> _PROVIDED ENTRIES_
___
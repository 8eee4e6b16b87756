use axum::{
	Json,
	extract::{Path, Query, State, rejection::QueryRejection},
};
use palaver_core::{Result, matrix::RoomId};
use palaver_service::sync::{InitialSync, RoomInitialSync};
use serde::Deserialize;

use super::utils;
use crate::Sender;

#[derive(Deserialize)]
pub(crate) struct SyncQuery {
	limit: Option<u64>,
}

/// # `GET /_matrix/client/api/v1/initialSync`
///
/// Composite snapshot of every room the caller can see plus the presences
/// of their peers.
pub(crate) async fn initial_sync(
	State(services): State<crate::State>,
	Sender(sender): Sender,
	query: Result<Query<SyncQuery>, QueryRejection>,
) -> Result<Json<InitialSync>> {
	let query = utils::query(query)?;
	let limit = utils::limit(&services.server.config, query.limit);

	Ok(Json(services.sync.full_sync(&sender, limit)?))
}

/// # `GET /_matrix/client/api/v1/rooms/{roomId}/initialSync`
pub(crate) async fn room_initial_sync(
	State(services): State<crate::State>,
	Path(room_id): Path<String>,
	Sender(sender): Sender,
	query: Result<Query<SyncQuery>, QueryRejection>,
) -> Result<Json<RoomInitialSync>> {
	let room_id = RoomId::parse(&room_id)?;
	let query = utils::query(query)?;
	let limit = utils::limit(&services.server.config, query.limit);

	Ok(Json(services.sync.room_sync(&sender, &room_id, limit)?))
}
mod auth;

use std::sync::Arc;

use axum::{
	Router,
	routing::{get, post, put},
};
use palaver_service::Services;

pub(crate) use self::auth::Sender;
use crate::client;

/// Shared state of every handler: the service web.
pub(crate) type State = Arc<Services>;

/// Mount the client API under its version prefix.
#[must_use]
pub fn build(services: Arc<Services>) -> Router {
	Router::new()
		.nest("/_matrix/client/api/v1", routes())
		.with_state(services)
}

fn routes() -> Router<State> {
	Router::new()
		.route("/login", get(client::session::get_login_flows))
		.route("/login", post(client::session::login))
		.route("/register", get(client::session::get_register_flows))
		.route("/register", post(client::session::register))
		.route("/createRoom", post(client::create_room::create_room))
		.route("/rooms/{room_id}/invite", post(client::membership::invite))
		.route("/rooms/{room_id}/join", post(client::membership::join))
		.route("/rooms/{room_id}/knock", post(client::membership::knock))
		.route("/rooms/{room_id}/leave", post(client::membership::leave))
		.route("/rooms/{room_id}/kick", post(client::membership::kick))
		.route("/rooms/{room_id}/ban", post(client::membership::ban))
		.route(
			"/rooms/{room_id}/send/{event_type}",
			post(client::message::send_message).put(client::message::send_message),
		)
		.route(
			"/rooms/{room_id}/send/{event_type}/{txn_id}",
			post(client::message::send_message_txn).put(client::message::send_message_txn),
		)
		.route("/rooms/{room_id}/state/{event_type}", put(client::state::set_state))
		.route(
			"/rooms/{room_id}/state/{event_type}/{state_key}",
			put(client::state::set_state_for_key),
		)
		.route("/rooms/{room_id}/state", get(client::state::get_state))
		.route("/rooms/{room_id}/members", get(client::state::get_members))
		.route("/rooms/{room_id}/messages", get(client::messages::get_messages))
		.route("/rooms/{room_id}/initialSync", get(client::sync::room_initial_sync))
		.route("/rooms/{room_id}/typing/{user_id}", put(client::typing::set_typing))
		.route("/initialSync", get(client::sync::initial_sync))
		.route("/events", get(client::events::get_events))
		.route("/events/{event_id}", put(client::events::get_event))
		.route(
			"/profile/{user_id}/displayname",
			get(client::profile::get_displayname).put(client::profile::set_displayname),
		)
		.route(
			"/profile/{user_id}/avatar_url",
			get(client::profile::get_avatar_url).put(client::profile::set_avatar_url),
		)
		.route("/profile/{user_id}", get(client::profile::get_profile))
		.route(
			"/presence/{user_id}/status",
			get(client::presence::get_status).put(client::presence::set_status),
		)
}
___
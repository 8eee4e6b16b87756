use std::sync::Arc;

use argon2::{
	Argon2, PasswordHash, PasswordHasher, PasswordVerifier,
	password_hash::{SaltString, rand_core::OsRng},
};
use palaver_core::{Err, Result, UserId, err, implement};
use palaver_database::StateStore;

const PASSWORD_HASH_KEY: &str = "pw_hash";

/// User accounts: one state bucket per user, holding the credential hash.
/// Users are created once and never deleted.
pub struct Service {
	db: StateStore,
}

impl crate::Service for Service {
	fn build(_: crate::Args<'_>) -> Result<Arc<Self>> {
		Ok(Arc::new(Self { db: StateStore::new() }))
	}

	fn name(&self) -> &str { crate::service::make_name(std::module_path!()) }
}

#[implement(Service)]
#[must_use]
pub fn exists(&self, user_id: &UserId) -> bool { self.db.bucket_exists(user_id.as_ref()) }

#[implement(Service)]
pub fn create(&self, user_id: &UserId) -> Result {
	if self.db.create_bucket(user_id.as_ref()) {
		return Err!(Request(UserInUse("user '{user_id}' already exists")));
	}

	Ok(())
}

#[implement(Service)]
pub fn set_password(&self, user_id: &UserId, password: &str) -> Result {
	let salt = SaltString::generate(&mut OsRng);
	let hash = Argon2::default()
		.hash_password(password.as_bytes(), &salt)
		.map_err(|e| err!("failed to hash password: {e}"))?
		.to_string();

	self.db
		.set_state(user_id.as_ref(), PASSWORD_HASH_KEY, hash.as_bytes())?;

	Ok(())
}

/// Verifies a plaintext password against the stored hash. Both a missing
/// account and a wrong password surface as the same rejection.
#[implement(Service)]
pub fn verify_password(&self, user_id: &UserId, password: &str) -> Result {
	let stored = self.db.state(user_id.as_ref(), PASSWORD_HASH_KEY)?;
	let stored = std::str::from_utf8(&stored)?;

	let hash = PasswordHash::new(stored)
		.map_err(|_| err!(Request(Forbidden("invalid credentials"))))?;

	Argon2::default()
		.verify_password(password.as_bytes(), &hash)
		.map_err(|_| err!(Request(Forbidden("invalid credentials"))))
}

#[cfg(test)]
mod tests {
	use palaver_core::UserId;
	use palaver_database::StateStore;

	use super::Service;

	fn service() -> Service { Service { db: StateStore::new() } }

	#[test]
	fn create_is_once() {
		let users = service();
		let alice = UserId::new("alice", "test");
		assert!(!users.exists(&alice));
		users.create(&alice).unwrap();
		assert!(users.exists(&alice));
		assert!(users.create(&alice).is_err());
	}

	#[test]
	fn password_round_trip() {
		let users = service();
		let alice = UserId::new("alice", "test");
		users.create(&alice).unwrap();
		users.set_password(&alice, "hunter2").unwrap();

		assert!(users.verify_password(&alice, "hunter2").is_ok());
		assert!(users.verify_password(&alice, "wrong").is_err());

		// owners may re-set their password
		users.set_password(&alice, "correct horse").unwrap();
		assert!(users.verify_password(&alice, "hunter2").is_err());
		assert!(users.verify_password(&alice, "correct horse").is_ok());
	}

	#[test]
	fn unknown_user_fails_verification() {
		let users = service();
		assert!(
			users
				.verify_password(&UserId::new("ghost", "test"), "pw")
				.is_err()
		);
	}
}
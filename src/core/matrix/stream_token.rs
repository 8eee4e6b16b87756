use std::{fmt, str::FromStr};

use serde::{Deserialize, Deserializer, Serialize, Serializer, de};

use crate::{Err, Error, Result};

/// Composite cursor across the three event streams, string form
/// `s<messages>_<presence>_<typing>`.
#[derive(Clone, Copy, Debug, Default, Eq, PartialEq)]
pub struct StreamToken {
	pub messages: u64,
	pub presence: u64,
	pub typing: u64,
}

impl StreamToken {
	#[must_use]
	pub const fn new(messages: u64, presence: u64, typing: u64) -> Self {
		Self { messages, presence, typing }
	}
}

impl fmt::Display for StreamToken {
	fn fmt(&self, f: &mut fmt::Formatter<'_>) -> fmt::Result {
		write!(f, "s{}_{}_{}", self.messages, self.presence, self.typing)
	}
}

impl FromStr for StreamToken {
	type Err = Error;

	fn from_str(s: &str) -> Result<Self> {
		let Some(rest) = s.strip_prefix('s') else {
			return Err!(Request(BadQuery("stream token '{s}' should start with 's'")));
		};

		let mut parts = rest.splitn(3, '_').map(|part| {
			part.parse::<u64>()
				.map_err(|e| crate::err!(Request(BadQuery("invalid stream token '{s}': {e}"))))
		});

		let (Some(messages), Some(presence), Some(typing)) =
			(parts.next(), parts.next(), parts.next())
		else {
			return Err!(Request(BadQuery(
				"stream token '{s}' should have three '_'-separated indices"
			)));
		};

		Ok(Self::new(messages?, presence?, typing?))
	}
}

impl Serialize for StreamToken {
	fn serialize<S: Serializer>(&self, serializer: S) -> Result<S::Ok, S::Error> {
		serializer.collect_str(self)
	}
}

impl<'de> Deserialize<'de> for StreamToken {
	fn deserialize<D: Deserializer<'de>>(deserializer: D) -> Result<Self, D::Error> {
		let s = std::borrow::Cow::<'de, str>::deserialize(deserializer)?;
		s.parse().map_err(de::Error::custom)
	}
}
___
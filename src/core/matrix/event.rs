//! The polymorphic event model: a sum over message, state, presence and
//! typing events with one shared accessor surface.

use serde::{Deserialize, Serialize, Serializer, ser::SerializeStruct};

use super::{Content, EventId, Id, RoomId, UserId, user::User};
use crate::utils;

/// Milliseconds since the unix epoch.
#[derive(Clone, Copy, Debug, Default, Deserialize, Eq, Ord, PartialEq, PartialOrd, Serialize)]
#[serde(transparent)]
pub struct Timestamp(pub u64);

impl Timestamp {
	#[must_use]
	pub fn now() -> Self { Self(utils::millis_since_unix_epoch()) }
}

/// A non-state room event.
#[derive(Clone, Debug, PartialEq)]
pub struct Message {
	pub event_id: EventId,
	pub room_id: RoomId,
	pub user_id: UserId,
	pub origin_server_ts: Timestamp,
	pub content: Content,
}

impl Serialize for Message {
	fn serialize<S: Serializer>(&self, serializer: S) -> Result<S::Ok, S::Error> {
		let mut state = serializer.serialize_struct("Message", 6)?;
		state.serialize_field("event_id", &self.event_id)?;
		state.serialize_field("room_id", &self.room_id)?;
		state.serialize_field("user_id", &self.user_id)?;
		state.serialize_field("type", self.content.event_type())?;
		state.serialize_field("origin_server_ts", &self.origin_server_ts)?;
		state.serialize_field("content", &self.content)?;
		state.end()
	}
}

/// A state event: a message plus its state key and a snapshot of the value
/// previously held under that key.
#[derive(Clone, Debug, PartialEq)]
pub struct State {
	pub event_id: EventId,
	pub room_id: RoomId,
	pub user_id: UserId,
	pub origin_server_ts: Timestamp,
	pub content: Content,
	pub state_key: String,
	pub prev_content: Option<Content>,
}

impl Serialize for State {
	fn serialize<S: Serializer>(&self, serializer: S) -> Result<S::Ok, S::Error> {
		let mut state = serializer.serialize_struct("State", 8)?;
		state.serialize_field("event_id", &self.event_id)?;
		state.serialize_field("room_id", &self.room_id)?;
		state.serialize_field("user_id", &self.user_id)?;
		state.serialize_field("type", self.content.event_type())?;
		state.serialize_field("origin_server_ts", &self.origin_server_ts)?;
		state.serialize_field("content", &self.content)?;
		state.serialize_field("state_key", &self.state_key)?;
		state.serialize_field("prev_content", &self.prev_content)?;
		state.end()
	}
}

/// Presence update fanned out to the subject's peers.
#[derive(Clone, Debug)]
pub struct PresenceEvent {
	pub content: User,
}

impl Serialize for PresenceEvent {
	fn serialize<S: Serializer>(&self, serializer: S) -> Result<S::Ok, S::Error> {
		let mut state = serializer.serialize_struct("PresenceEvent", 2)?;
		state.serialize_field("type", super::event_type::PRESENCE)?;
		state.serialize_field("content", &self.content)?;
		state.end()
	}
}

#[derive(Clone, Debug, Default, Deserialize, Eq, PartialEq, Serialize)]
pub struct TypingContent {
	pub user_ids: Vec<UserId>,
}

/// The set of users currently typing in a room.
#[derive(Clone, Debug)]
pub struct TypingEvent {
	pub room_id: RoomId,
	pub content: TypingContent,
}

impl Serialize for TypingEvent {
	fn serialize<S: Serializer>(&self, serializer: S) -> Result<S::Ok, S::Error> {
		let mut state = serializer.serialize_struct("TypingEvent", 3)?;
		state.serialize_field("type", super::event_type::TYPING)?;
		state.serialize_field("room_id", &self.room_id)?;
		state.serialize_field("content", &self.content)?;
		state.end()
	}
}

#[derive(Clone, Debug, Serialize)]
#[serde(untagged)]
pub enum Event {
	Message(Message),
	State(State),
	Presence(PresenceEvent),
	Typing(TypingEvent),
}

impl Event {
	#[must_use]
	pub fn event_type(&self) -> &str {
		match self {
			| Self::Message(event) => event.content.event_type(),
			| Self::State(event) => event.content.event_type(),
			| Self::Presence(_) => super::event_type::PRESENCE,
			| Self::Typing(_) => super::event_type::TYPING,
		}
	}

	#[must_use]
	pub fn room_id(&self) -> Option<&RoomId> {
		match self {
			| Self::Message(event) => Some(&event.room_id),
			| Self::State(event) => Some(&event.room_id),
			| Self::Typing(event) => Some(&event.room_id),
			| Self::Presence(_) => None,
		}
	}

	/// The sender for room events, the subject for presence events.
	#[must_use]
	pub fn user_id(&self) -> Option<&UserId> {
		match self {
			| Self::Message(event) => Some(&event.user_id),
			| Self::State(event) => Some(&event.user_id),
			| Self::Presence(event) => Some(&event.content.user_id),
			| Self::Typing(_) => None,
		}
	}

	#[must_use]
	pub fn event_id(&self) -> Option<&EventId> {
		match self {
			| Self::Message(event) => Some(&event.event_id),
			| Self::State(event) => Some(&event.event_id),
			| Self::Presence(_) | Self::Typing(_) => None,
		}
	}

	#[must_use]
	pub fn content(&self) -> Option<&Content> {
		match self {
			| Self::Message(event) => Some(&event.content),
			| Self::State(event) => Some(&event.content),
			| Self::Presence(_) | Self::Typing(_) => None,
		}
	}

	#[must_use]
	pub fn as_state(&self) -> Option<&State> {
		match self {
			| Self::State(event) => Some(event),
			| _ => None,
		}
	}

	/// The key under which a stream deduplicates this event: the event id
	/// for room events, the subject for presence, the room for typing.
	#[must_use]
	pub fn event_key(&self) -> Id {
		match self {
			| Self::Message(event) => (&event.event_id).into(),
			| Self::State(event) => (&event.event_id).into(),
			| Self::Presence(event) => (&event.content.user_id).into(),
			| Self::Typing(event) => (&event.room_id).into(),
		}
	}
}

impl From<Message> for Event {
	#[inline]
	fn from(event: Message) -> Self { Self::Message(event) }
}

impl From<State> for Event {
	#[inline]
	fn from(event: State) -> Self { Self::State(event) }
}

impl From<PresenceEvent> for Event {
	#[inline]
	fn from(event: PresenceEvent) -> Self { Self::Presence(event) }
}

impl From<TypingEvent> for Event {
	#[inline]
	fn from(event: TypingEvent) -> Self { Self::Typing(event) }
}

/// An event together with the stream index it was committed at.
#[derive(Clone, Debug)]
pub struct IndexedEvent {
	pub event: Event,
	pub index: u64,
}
___
> _THE TASK_
In the records above, how many lines include "TypingEvent"? Reply only with the number.

> _PROBLEM SOLUTION_
6